impl BufferPool {
    pub fn new(count: usize, capacity: usize) -> Self {
        BufferPool {
            state: Mutex::new(PoolState {
                slots: (0..count).map(|_| Slot::new(capacity)).collect(),
                submitted: VecDeque::with_capacity(count),
                current: 0,
                failure: None,
            }),
            completed: Condvar::new(),
        }
    }

    /// Copy `samples` into the pool, submitting slots as they fill and
    /// waiting for completions when none is free.
    pub fn push(&self, samples: &[i16]) -> Result<(), StreamFailed> {
        let mut state = self.state.lock().unwrap();
        let mut offset = 0;
        while offset < samples.len() {
            if let Some(msg) = &state.failure {
                return Err(StreamFailed(msg.clone()));
            }
            if state.slots[state.current].in_flight {
                let (guard, _) = self.completed.wait_timeout(state, COMPLETION_POLL).unwrap();
                state = guard;
                continue;
            }
            let cur = state.current;
            let slot = &mut state.slots[cur];
            let n = (slot.samples.len() - slot.len).min(samples.len() - offset);
            slot.samples[slot.len..slot.len + n].copy_from_slice(&samples[offset..offset + n]);
            slot.len += n;
            offset += n;
            if slot.len == slot.samples.len() {
                state.submit_current();
            }
        }
        Ok(())
    }

    /// Submit the partial current slot, then block until every in-flight
    /// slot has been played out.
    pub fn flush(&self) -> Result<(), StreamFailed> {
        let mut state = self.state.lock().unwrap();
        if !state.slots[state.current].in_flight && state.slots[state.current].len > 0 {
            state.submit_current();
        }
        while state.failure.is_none() && !state.submitted.is_empty() {
            let (guard, _) = self.completed.wait_timeout(state, COMPLETION_POLL).unwrap();
            state = guard;
        }
        match &state.failure {
            Some(msg) => Err(StreamFailed(msg.clone())),
            None => Ok(()),
        }
    }

    /// Like [`flush`](Self::flush) but gives up after `timeout`. Returns
    /// whether the pool drained.
    pub fn drain(&self, timeout: Duration) -> bool {
        let deadline = Instant::now() + timeout;
        let mut state = self.state.lock().unwrap();
        if !state.slots[state.current].in_flight && state.slots[state.current].len > 0 {
            state.submit_current();
        }
        while state.failure.is_none() && !state.submitted.is_empty() {
            let Some(left) = deadline.checked_duration_since(Instant::now()) else {
                return false;
            };
            let (guard, _) = self
                .completed
                .wait_timeout(state, left.min(COMPLETION_POLL))
                .unwrap();
            state = guard;
        }
        state.submitted.is_empty()
    }

    /// Move in-flight samples into `out`, padding the tail with silence.
    /// Completed slots return to the producer in submission order.
    pub fn fill(&self, out: &mut [i16]) {
        let mut state = self.state.lock().unwrap();
        let mut filled = 0;
        while filled < out.len() {
            let Some(&idx) = state.submitted.front() else {
                break;
            };
            let slot = &mut state.slots[idx];
            let n = (slot.len - slot.consumed).min(out.len() - filled);
            out[filled..filled + n].copy_from_slice(&slot.samples[slot.consumed..slot.consumed + n]);
            slot.consumed += n;
            filled += n;
            if slot.consumed == slot.len {
                slot.len = 0;
                slot.consumed = 0;
                slot.in_flight = false;
                state.submitted.pop_front();
            }
        }
        out[filled..].fill(0);
        drop(state);
        self.completed.notify_all();
    }

    /// Record a stream failure and wake every blocked producer.
    pub fn mark_failed(&self, reason: String) {
        let mut state = self.state.lock().unwrap();
        if state.failure.is_none() {
            state.failure = Some(reason);
        }
        drop(state);
        self.completed.notify_all();
    }

    /// Samples accepted but not yet played out, staged or in flight.
    pub fn pending_samples(&self) -> usize {
        let state = self.state.lock().unwrap();
        let in_flight: usize = state
            .submitted
            .iter()
            .map(|&i| state.slots[i].len - state.slots[i].consumed)
            .sum();
        let cur = &state.slots[state.current];
        let staged = if cur.in_flight { 0 } else { cur.len };
        in_flight + staged
    }
}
○ ○ ○ ○ ○
WORK TO BE COMPLETED - Transcribe, word for word, the data above from its first line through the line with "let mut offset = 0;", and include nothing else.

YOUR SOLUTION -
impl BufferPool {
    pub fn new(count: usize, capacity: usize) -> Self {
        BufferPool {
            state: Mutex::new(PoolState {
                slots: (0..count).map(|_| Slot::new(capacity)).collect(),
                submitted: VecDeque::with_capacity(count),
                current: 0,
                failure: None,
            }),
            completed: Condvar::new(),
        }
    }

    /// Copy `samples` into the pool, submitting slots as they fill and
    /// waiting for completions when none is free.
    pub fn push(&self, samples: &[i16]) -> Result<(), StreamFailed> {
        let mut state = self.state.lock().unwrap();
        let mut offset = 0;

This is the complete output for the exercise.